=== Section Start ===

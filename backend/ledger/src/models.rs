//! # Documents
//!
//! Shapes of everything persisted in the store. Field names are camelCase so
//! the JSON matches what the frontend already reads.
//!
//! - Users: uid, email, displayName, **points**, createdAt
//! - Quizzes: immutable once published, read-only to the backend
//! - Predictions: options with fixed odds, lifecycle status, optional result
//! - Bets: created once on placement, mutated once on settlement, never deleted
use std::collections::HashMap;

use chrono::{DateTime, Utc};
use serde::{Deserialize, Serialize, de::DeserializeOwned};

use crate::error::LedgerError;

pub const STARTING_POINTS: u64 = 1000;

/// Parse-then-validate step applied to every record coming out of the store.
pub trait Document: DeserializeOwned {
    const KIND: &'static str;

    fn validate(&self) -> Result<(), LedgerError>;
}

pub fn parse_document<T: Document>(raw: &str) -> Result<T, LedgerError> {
    let document: T = serde_json::from_str(raw).map_err(|e| LedgerError::corrupt(T::KIND, e))?;
    document.validate()?;

    Ok(document)
}

#[derive(Clone, Debug, PartialEq, Serialize, Deserialize)]
#[serde(rename_all = "camelCase")]
pub struct User {
    pub uid: String,
    pub email: String,
    pub display_name: String,
    pub points: u64,
    pub created_at: DateTime<Utc>,
}

impl User {
    pub fn new(
        uid: impl Into<String>,
        display_name: impl Into<String>,
        email: impl Into<String>,
        now: DateTime<Utc>,
    ) -> Self {
        Self {
            uid: uid.into(),
            email: email.into(),
            display_name: display_name.into(),
            points: STARTING_POINTS,
            created_at: now,
        }
    }

    /// Users live in a hash so the balance can be incremented in place.
    pub fn to_fields(&self) -> Vec<(&'static str, String)> {
        vec![
            ("uid", self.uid.clone()),
            ("email", self.email.clone()),
            ("displayName", self.display_name.clone()),
            ("points", self.points.to_string()),
            ("createdAt", self.created_at.to_rfc3339()),
        ]
    }

    pub fn from_fields(fields: &HashMap<String, String>) -> Result<Self, LedgerError> {
        let field = |name: &str| {
            fields
                .get(name)
                .ok_or_else(|| LedgerError::corrupt("user", format!("missing {name}")))
        };

        let uid = field("uid")?.clone();
        if uid.is_empty() {
            return Err(LedgerError::corrupt("user", "empty uid"));
        }

        Ok(Self {
            uid,
            email: fields.get("email").cloned().unwrap_or_default(),
            display_name: fields.get("displayName").cloned().unwrap_or_default(),
            points: field("points")?
                .parse()
                .map_err(|e| LedgerError::corrupt("user", e))?,
            created_at: DateTime::parse_from_rfc3339(field("createdAt")?)
                .map_err(|e| LedgerError::corrupt("user", e))?
                .with_timezone(&Utc),
        })
    }
}

#[derive(Clone, Copy, Debug, PartialEq, Eq, Hash, Serialize, Deserialize)]
#[serde(rename_all = "kebab-case")]
pub enum QuizType {
    Weekly,
    RaceWeekend,
    Historical,
}

#[derive(Clone, Copy, Debug, PartialEq, Eq, Serialize, Deserialize)]
#[serde(rename_all = "lowercase")]
pub enum Difficulty {
    Easy,
    Medium,
    Hard,
}

#[derive(Clone, Copy, Debug, PartialEq, Eq, Serialize, Deserialize)]
#[serde(rename_all = "lowercase")]
pub enum QuizCategory {
    General,
    Drivers,
    Teams,
    Circuits,
    History,
}

#[derive(Clone, Debug, PartialEq, Serialize, Deserialize)]
#[serde(rename_all = "camelCase")]
pub struct QuizQuestion {
    pub question: String,
    pub options: Vec<String>,
    pub correct_answer: usize,
    #[serde(default, skip_serializing_if = "Option::is_none")]
    pub explanation: Option<String>,
    #[serde(default, skip_serializing_if = "Option::is_none")]
    pub image_url: Option<String>,
}

#[derive(Clone, Debug, PartialEq, Serialize, Deserialize)]
#[serde(rename_all = "camelCase")]
pub struct Quiz {
    pub id: String,
    pub title: String,
    #[serde(rename = "type")]
    pub quiz_type: QuizType,
    pub questions: Vec<QuizQuestion>,
    pub start_date: DateTime<Utc>,
    pub end_date: DateTime<Utc>,
    pub points_per_question: u64,
    pub difficulty: Difficulty,
    pub category: QuizCategory,
}

impl Quiz {
    pub fn is_open(&self, now: DateTime<Utc>) -> bool {
        self.start_date <= now && now <= self.end_date
    }
}

impl Document for Quiz {
    const KIND: &'static str = "quiz";

    fn validate(&self) -> Result<(), LedgerError> {
        if self.id.is_empty() {
            return Err(LedgerError::corrupt(Self::KIND, "empty id"));
        }
        if self.start_date > self.end_date {
            return Err(LedgerError::corrupt(Self::KIND, "window ends before it starts"));
        }
        if self.questions.is_empty() {
            return Err(LedgerError::corrupt(Self::KIND, "no questions"));
        }

        for (index, question) in self.questions.iter().enumerate() {
            if question.correct_answer >= question.options.len() {
                return Err(LedgerError::corrupt(
                    Self::KIND,
                    format!("question {index} has no option {}", question.correct_answer),
                ));
            }
        }

        Ok(())
    }
}

#[derive(Clone, Copy, Debug, PartialEq, Eq, Hash, Serialize, Deserialize)]
#[serde(rename_all = "lowercase")]
pub enum PredictionCategory {
    Race,
    Qualifying,
    Sprint,
    Practice,
}

impl PredictionCategory {
    pub fn as_str(&self) -> &'static str {
        match self {
            PredictionCategory::Race => "race",
            PredictionCategory::Qualifying => "qualifying",
            PredictionCategory::Sprint => "sprint",
            PredictionCategory::Practice => "practice",
        }
    }
}

#[derive(Clone, Copy, Debug, PartialEq, Eq, Serialize, Deserialize)]
#[serde(rename_all = "kebab-case")]
pub enum PredictionType {
    Winner,
    Podium,
    FastestLap,
    PolePosition,
    Constructor,
    SafetyCar,
    RedFlag,
}

#[derive(Clone, Copy, Debug, PartialEq, Eq, Serialize, Deserialize)]
#[serde(rename_all = "lowercase")]
pub enum PredictionStatus {
    Upcoming,
    Active,
    Completed,
    Cancelled,
}

#[derive(Clone, Debug, PartialEq, Serialize, Deserialize)]
#[serde(rename_all = "camelCase")]
pub struct PredictionOption {
    pub text: String,
    pub odds: f64,
    #[serde(default, skip_serializing_if = "Option::is_none")]
    pub description: Option<String>,
    #[serde(default, skip_serializing_if = "Option::is_none")]
    pub image_url: Option<String>,
}

#[derive(Clone, Debug, PartialEq, Serialize, Deserialize)]
#[serde(rename_all = "camelCase")]
pub struct Prediction {
    pub id: String,
    pub event_name: String,
    #[serde(default)]
    pub description: String,
    pub category: PredictionCategory,
    #[serde(rename = "type")]
    pub prediction_type: PredictionType,
    pub options: Vec<PredictionOption>,
    pub start_date: DateTime<Utc>,
    pub end_date: DateTime<Utc>,
    #[serde(default, skip_serializing_if = "Option::is_none")]
    pub result: Option<usize>,
    pub status: PredictionStatus,
    pub race_weekend: String,
    pub circuit: String,
}

impl Prediction {
    /// Open for bets: active, no result recorded yet, inside its window.
    pub fn is_open(&self, now: DateTime<Utc>) -> bool {
        self.status == PredictionStatus::Active
            && self.result.is_none()
            && self.start_date <= now
            && now <= self.end_date
    }

    pub fn option(&self, index: usize) -> Option<&PredictionOption> {
        self.options.get(index)
    }
}

impl Document for Prediction {
    const KIND: &'static str = "prediction";

    fn validate(&self) -> Result<(), LedgerError> {
        if self.id.is_empty() {
            return Err(LedgerError::corrupt(Self::KIND, "empty id"));
        }
        if self.start_date > self.end_date {
            return Err(LedgerError::corrupt(Self::KIND, "window ends before it starts"));
        }
        if self.options.is_empty() {
            return Err(LedgerError::corrupt(Self::KIND, "no options"));
        }
        if let Some(option) = self
            .options
            .iter()
            .find(|option| !option.odds.is_finite() || option.odds < 1.0)
        {
            return Err(LedgerError::corrupt(
                Self::KIND,
                format!("odds {} for {} below 1.0", option.odds, option.text),
            ));
        }

        match (self.status, self.result) {
            (_, Some(result)) if result >= self.options.len() => Err(LedgerError::corrupt(
                Self::KIND,
                format!("result {result} out of range"),
            )),
            (PredictionStatus::Completed, None) => {
                Err(LedgerError::corrupt(Self::KIND, "completed without a result"))
            }
            _ => Ok(()),
        }
    }
}

#[derive(Clone, Copy, Debug, PartialEq, Eq, Serialize, Deserialize)]
#[serde(rename_all = "lowercase")]
pub enum BetResult {
    Won,
    Lost,
    Refunded,
}

#[derive(Clone, Debug, PartialEq, Serialize, Deserialize)]
#[serde(rename_all = "camelCase")]
pub struct UserBet {
    pub id: String,
    pub uid: String,
    pub prediction_id: String,
    pub selected_option: usize,
    pub amount: u64,
    pub timestamp: DateTime<Utc>,
    // absent until settled, the store scripts test for the missing key
    #[serde(default, skip_serializing_if = "Option::is_none")]
    pub result: Option<BetResult>,
    #[serde(default, skip_serializing_if = "Option::is_none")]
    pub points_won: Option<u64>,
}

impl UserBet {
    pub fn is_settled(&self) -> bool {
        self.result.is_some()
    }
}

impl Document for UserBet {
    const KIND: &'static str = "bet";

    fn validate(&self) -> Result<(), LedgerError> {
        if self.id.is_empty() || self.uid.is_empty() || self.prediction_id.is_empty() {
            return Err(LedgerError::corrupt(Self::KIND, "missing reference"));
        }
        if self.amount == 0 {
            return Err(LedgerError::corrupt(Self::KIND, "zero amount"));
        }
        if self.result.is_some() != self.points_won.is_some() {
            return Err(LedgerError::corrupt(
                Self::KIND,
                "result and pointsWon must be set together",
            ));
        }

        Ok(())
    }
}

#[derive(Clone, Debug, Default, PartialEq, Eq, Serialize, Deserialize)]
#[serde(rename_all = "camelCase")]
pub struct UserStats {
    pub total_bets: u64,
    pub winning_bets: u64,
    pub total_points_won: u64,
    pub total_points_lost: u64,
    pub favorite_category: String,
    pub best_circuit: String,
}

impl UserStats {
    pub fn win_rate(&self) -> Option<f64> {
        (self.total_bets > 0).then(|| self.winning_bets as f64 / self.total_bets as f64)
    }
}

#[cfg(test)]
pub(crate) mod fixtures {
    use chrono::{DateTime, Duration, TimeZone, Utc};

    use super::*;

    pub fn now() -> DateTime<Utc> {
        Utc.with_ymd_and_hms(2025, 3, 2, 15, 0, 0).unwrap()
    }

    pub fn prediction(id: &str, odds: &[f64]) -> Prediction {
        Prediction {
            id: id.to_string(),
            event_name: "Bahrain GP - Race Winner".to_string(),
            description: "Who will win the Bahrain Grand Prix?".to_string(),
            category: PredictionCategory::Race,
            prediction_type: PredictionType::Winner,
            options: odds
                .iter()
                .enumerate()
                .map(|(index, &odds)| PredictionOption {
                    text: format!("Driver {index}"),
                    odds,
                    description: None,
                    image_url: None,
                })
                .collect(),
            start_date: now() - Duration::hours(1),
            end_date: now() + Duration::hours(24),
            result: None,
            status: PredictionStatus::Active,
            race_weekend: "bahrain-2025".to_string(),
            circuit: "bahrain".to_string(),
        }
    }

    pub fn bet(id: &str, prediction_id: &str, selected_option: usize, amount: u64) -> UserBet {
        UserBet {
            id: id.to_string(),
            uid: "driver-fan".to_string(),
            prediction_id: prediction_id.to_string(),
            selected_option,
            amount,
            timestamp: now(),
            result: None,
            points_won: None,
        }
    }

    pub fn quiz(id: &str) -> Quiz {
        Quiz {
            id: id.to_string(),
            title: "Weekly Warmup".to_string(),
            quiz_type: QuizType::Weekly,
            questions: vec![
                QuizQuestion {
                    question: "Who won the 2021 championship?".to_string(),
                    options: vec!["Hamilton".to_string(), "Verstappen".to_string()],
                    correct_answer: 1,
                    explanation: Some("Abu Dhabi, final lap".to_string()),
                    image_url: None,
                },
                QuizQuestion {
                    question: "Where is Eau Rouge?".to_string(),
                    options: vec![
                        "Monza".to_string(),
                        "Spa".to_string(),
                        "Suzuka".to_string(),
                    ],
                    correct_answer: 1,
                    explanation: None,
                    image_url: None,
                },
            ],
            start_date: now() - Duration::days(1),
            end_date: now() + Duration::days(6),
            points_per_question: 10,
            difficulty: Difficulty::Easy,
            category: QuizCategory::General,
        }
    }
}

=== Section End ===

Say how many lines of the data above have the string "crate" in them, and write nothing besides that number.

Expected answer :: 2